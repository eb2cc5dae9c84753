// Copyright (c) 2025 Felix Kahle.
//
// Permission is hereby granted, free of charge, to any person obtaining
// a copy of this software and associated documentation files (the
// "Software"), to deal in the Software without restriction, including
// without limitation the rights to use, copy, modify, merge, publish,
// distribute, sublicense, and/or sell copies of the Software, and to
// permit persons to whom the Software is furnished to do so, subject to
// the following conditions:
//
// The above copyright notice and this permission notice shall be
// included in all copies or substantial portions of the Software.
//
// THE SOFTWARE IS PROVIDED "AS IS", WITHOUT WARRANTY OF ANY KIND,
// EXPRESS OR IMPLIED, INCLUDING BUT NOT LIMITED TO THE WARRANTIES OF
// MERCHANTABILITY, FITNESS FOR A PARTICULAR PURPOSE AND
// NONINFRINGEMENT. IN NO EVENT SHALL THE AUTHORS OR COPYRIGHT HOLDERS BE
// LIABLE FOR ANY CLAIM, DAMAGES OR OTHER LIABILITY, WHETHER IN AN ACTION
// OF CONTRACT, TORT OR OTHERWISE, ARISING FROM, OUT OF OR IN CONNECTION
// WITH THE SOFTWARE OR THE USE OR OTHER DEALINGS IN THE SOFTWARE.

//! # Rota Core
//!
//! Foundational utilities and math primitives for the rota on-call
//! scheduling ecosystem. This crate consolidates the reusable building
//! blocks that underpin the higher-level model and solver crates.
//!
//! ## Modules
//!
//! - `math`: Inclusive interval `[start, end]` primitives with validation,
//!   containment and overlap queries, measurement, and iteration. Used to
//!   represent vacation spans on a day-ordinal axis.
//! - `utils`: Phantom-tagged, strongly typed indices (`TypedIndex<T>`) that
//!   keep the staff, day, variable, and constraint index spaces from being
//!   accidentally mixed.
//!
//! ## Purpose
//!
//! These primitives enable robust, generic code in the scheduling pipeline,
//! reducing accidental bugs (e.g., index mixing) while keeping runtime
//! overhead minimal.

pub mod math;
pub mod utils;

------------------------------------------------

Exercise prompt:
Without changing anything, repeat the whole listing.

Solution for this task:
repository eb2cc5dae9c84753
// Copyright (c) 2025 Felix Kahle.
//
// Permission is hereby granted, free of charge, to any person obtaining
// a copy of this software and associated documentation files (the
// "Software"), to deal in the Software without restriction, including
// without limitation the rights to use, copy, modify, merge, publish,
// distribute, sublicense, and/or sell copies of the Software, and to
// permit persons to whom the Software is furnished to do so, subject to
// the following conditions:
//
// The above copyright notice and this permission notice shall be
// included in all copies or substantial portions of the Software.
//
// THE SOFTWARE IS PROVIDED "AS IS", WITHOUT WARRANTY OF ANY KIND,
// EXPRESS OR IMPLIED, INCLUDING BUT NOT LIMITED TO THE WARRANTIES OF
// MERCHANTABILITY, FITNESS FOR A PARTICULAR PURPOSE AND
// NONINFRINGEMENT. IN NO EVENT SHALL THE AUTHORS OR COPYRIGHT HOLDERS BE
// LIABLE FOR ANY CLAIM, DAMAGES OR OTHER LIABILITY, WHETHER IN AN ACTION
// OF CONTRACT, TORT OR OTHERWISE, ARISING FROM, OUT OF OR IN CONNECTION
// WITH THE SOFTWARE OR THE USE OR OTHER DEALINGS IN THE SOFTWARE.

//! # Rota Core
//!
//! Foundational utilities and math primitives for the rota on-call
//! scheduling ecosystem. This crate consolidates the reusable building
//! blocks that underpin the higher-level model and solver crates.
//!
//! ## Modules
//!
//! - `math`: Inclusive interval `[start, end]` primitives with validation,
//!   containment and overlap queries, measurement, and iteration. Used to
//!   represent vacation spans on a day-ordinal axis.
//! - `utils`: Phantom-tagged, strongly typed indices (`TypedIndex<T>`) that
//!   keep the staff, day, variable, and constraint index spaces from being
//!   accidentally mixed.
//!
//! ## Purpose
//!
//! These primitives enable robust, generic code in the scheduling pipeline,
//! reducing accidental bugs (e.g., index mixing) while keeping runtime
//! overhead minimal.

pub mod math;
pub mod utils;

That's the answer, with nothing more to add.